Persistent Memory Programming Part 5: A C++ Example
Andy Rudoff is a Non-volatile Memory Software Architect at Intel Corporation and a member of the SNIA (Storage Networking Industry Association) Non-volatile Memory Programming Technical Work Group. In this video, Andy walks through a C++ example that implements a persistent memory-resident queue. The “libpmemobj” library is used to create transactional updates to the queue. Andy describes the code first and then runs the example program (taken from the NVM Libraries GitHub repo) and shows how it works.
Hi, I'm Andy Rudolph from Intel. Persistent memory programming is made easier by the open source NVM libraries. In this video, we will show a simple C++ example using the NVM libraries to create a persistent memory resident queue data structure. Let's start off by creating a C++ program to implement the queue example. I'll walk through an example from the Git Hub link in the description below, we'll skip to the interesting parts.

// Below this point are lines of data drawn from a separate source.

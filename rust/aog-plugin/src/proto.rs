//! Wire messages exchanged with plugin subprocesses.
//!
//! Every frame on the pipe is a [`Frame`] envelope; the `payload` carries one
//! of the typed messages below depending on `kind` and `method`. Lifecycle
//! and model-management RPCs put JSON-encoded request/response structs in the
//! payload instead of a dedicated message type.

use std::collections::HashMap;

/// Envelope for every message on the plugin pipe.
#[derive(Clone, PartialEq, prost::Message)]
pub struct Frame {
    /// Correlation id. Responses, chunks, and errors echo the request id.
    #[prost(uint64, tag = "1")]
    pub id: u64,
    /// What the payload contains.
    #[prost(enumeration = "FrameKind", tag = "2")]
    pub kind: i32,
    /// RPC method name; set on requests only.
    #[prost(string, tag = "3")]
    pub method: String,
    /// Encoded payload; meaning depends on `kind`/`method`.
    #[prost(bytes = "vec", tag = "4")]
    pub payload: Vec<u8>,
    /// Error message; set when `kind == Error`.
    #[prost(string, tag = "5")]
    pub error: String,
}

/// Frame discriminator.
#[derive(Clone, Copy, Debug, PartialEq, Eq, Hash, PartialOrd, Ord, prost::Enumeration)]
#[repr(i32)]
pub enum FrameKind {
    /// Gateway → plugin RPC request.
    Request = 0,
    /// Plugin → gateway unary response.
    Response = 1,
    /// Plugin → gateway server-streaming chunk ([`StreamChunk`] payload).
    StreamChunk = 2,
    /// Either direction of a bidirectional exchange ([`BidiMessage`] payload).
    BidiMessage = 3,
    /// Plugin → gateway terminal error for the correlated request.
    Error = 4,
}

/// RPC method names understood by conforming plugins.
pub mod method {
    /// Unary service invocation.
    pub const INVOKE_SERVICE: &str = "invoke_service";
    /// Server-streaming service invocation.
    pub const INVOKE_SERVICE_STREAM: &str = "invoke_service_stream";
    /// Bidirectional service invocation.
    pub const INVOKE_SERVICE_BIDI: &str = "invoke_service_bidi";

    /// Plugin/provider version string.
    pub const GET_VERSION: &str = "get_version";
    /// Provider health probe.
    pub const HEALTH: &str = "health";
    /// Start the backing engine (local providers).
    pub const START_ENGINE: &str = "start_engine";
    /// Stop the backing engine (local providers).
    pub const STOP_ENGINE: &str = "stop_engine";
    /// Operate status get/set.
    pub const GET_OPERATE_STATUS: &str = "get_operate_status";
    /// Operate status set.
    pub const SET_OPERATE_STATUS: &str = "set_operate_status";

    /// Model management, JSON payloads.
    pub const PULL_MODEL: &str = "pull_model";
    /// Streamed model pull with progress chunks.
    pub const PULL_MODEL_STREAM: &str = "pull_model_stream";
    /// Delete a local model.
    pub const DELETE_MODEL: &str = "delete_model";
    /// List installed models.
    pub const LIST_MODELS: &str = "list_models";
    /// Load a model into engine memory.
    pub const LOAD_MODEL: &str = "load_model";
    /// Unload a model from engine memory.
    pub const UNLOAD_MODEL: &str = "unload_model";
    /// Models currently resident in engine memory.
    pub const GET_RUNNING_MODELS: &str = "get_running_models";
    /// Models the provider can serve at all.
    pub const LIST_SUPPORTED_MODELS: &str = "list_supported_models";
}

/// Unary/streaming service invocation request.
#[derive(Clone, PartialEq, prost::Message)]
pub struct InvokeRequest {
    /// Service to invoke (chat, embed, ...).
    #[prost(string, tag = "1")]
    pub service_name: String,
    /// Provider credentials passed through from the service-provider record.
    #[prost(map = "string, string", tag = "2")]
    pub auth_info: HashMap<String, String>,
    /// Raw request body as received by the gateway.
    #[prost(bytes = "vec", tag = "3")]
    pub request_bytes: Vec<u8>,
    /// Selected model name.
    #[prost(string, tag = "4")]
    pub model: String,
    /// Request headers the plugin may need (content-type in particular).
    #[prost(map = "string, string", tag = "5")]
    pub headers: HashMap<String, String>,
}

/// Unary service invocation response.
#[derive(Clone, PartialEq, prost::Message)]
pub struct InvokeResponse {
    /// HTTP-ish status code for the synthetic response.
    #[prost(int32, tag = "1")]
    pub status: i32,
    /// Response body.
    #[prost(bytes = "vec", tag = "2")]
    pub body: Vec<u8>,
    /// Response metadata (headers).
    #[prost(map = "string, string", tag = "3")]
    pub metadata: HashMap<String, String>,
}

/// One chunk of a server-streaming invocation.
#[derive(Clone, PartialEq, prost::Message)]
pub struct StreamChunk {
    /// Chunk data.
    #[prost(bytes = "vec", tag = "1")]
    pub data: Vec<u8>,
    /// Set on the last chunk of the stream.
    #[prost(bool, tag = "2")]
    pub is_final: bool,
    /// Chunk metadata.
    #[prost(map = "string, string", tag = "3")]
    pub metadata: HashMap<String, String>,
    /// Error text; a non-empty value aborts the stream.
    #[prost(string, tag = "4")]
    pub error: String,
}

/// One message of a bidirectional exchange.
#[derive(Clone, PartialEq, prost::Message)]
pub struct BidiMessage {
    /// Service name; set on the first message only.
    #[prost(string, tag = "1")]
    pub service_name: String,
    /// Credentials; set on the first message only.
    #[prost(map = "string, string", tag = "2")]
    pub auth_info: HashMap<String, String>,
    /// Message data.
    #[prost(bytes = "vec", tag = "3")]
    pub data: Vec<u8>,
    /// Text, binary, or control.
    #[prost(enumeration = "BidiMessageType", tag = "4")]
    pub message_type: i32,
    /// Message metadata.
    #[prost(map = "string, string", tag = "5")]
    pub metadata: HashMap<String, String>,
    /// Marks the opening message of the exchange.
    #[prost(bool, tag = "6")]
    pub is_first: bool,
}

/// Bidirectional message types, mirroring WebSocket frame types.
#[derive(Clone, Copy, Debug, PartialEq, Eq, Hash, PartialOrd, Ord, prost::Enumeration)]
#[repr(i32)]
pub enum BidiMessageType {
    /// UTF-8 text payload.
    Text = 0,
    /// Binary payload.
    Binary = 1,
    /// Keep-alive ping.
    Ping = 2,
    /// Keep-alive pong.
    Pong = 3,
    /// Close the exchange.
    Close = 4,
}

impl Frame {
    /// Build a request frame.
    pub fn request(id: u64, method: &str, payload: Vec<u8>) -> Self {
        Self {
            id,
            kind: FrameKind::Request as i32,
            method: method.to_string(),
            payload,
            error: String::new(),
        }
    }

    /// Build a response frame correlated with `id`.
    pub fn response(id: u64, payload: Vec<u8>) -> Self {
        Self {
            id,
            kind: FrameKind::Response as i32,
            method: String::new(),
            payload,
            error: String::new(),
        }
    }

    /// Build an error frame correlated with `id`.
    pub fn error(id: u64, message: impl Into<String>) -> Self {
        Self {
            id,
            kind: FrameKind::Error as i32,
            method: String::new(),
            payload: Vec::new(),
            error: message.into(),
        }
    }

    /// The frame kind, tolerating unknown discriminants.
    pub fn frame_kind(&self) -> Option<FrameKind> {
        FrameKind::try_from(self.kind).ok()
    }
}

Let's start by creating the class pmem queue, which will contain the head and tail pointers. Notice the persistent pointer template wrapping the type name here. That declares pointers to objects in persistent memory. Normal C++ pointers can't point directly into persistent memory, you have to use persistent pointer instead. This prevents programming errors when persistent and volatile data structures are used together.
Next, we'll define the struct pmem entry that gets allocated each time a new element is added to the queue. Since the queue elements are stored as a linked list we need to use the persistent pointer template again here to provide a link to the next entry in the queue. Each entry also contains a value which is a uint64t. Since that value is persistent memory resident we indicate that to the library using the p template, as I've shown here.
When our example program opens the pmem pool it provides a layout name which is just a string used by the program to name the contents of the pmem pool. The layout name is checked to ensure it matches the layout name used when creating the pmem pool. Power open call also includes the type of the root object. That allows the get root method, I'm showing here, to know the type of the root object when it locates it.
After executing this line the queue variable points to the root object in the persistent memory pool. Our example program next decides whether it should push a new value on the queue, pop an existing value of, or display the entire queue contents based on the command line arguments that were given when it was run.
Now let's examine the code that adds a new entry to the queue. We need this code to be transactional, so it either executes fully or not at all in the face of failure. This is done using the C++ lambda syntax I show here. A lambda is a nameless function and the code for it is within these curly braces. Everything between the curly braces is part of the transaction, that includes the persistent memory allocation done by make persistent. If the transaction is interrupted any persistent memory allocations, or freeze, are rolled back automatically by the library along with any other changes made to persistent memory data structures.
Here you see the allocation, the initialization of the entry fields, and the updating of the head and tail pointers all happening as a single transaction in persistent memory. Popping an element off the queue is done transactional in a similar fashion. Notice how we can abort the transaction at runtime if we detect something wrong. The abort will roll back the transaction just as a program crash would.
When the example program is built we can create a pmem pool file and run the program. First, let's create the pmem pool as I describe in another video in this playlist. Notice the layout name provided matches the layout expected by the example program. The queue is empty, initially. Here you see me adding multiple items to the queue and popping them back off with the queue contents preserved between runs by the persistent memory.
The full queue example and many more examples are available in the NVML examples directory. Remember to refer to the pmem.io website for more detailed examples in both C and C++.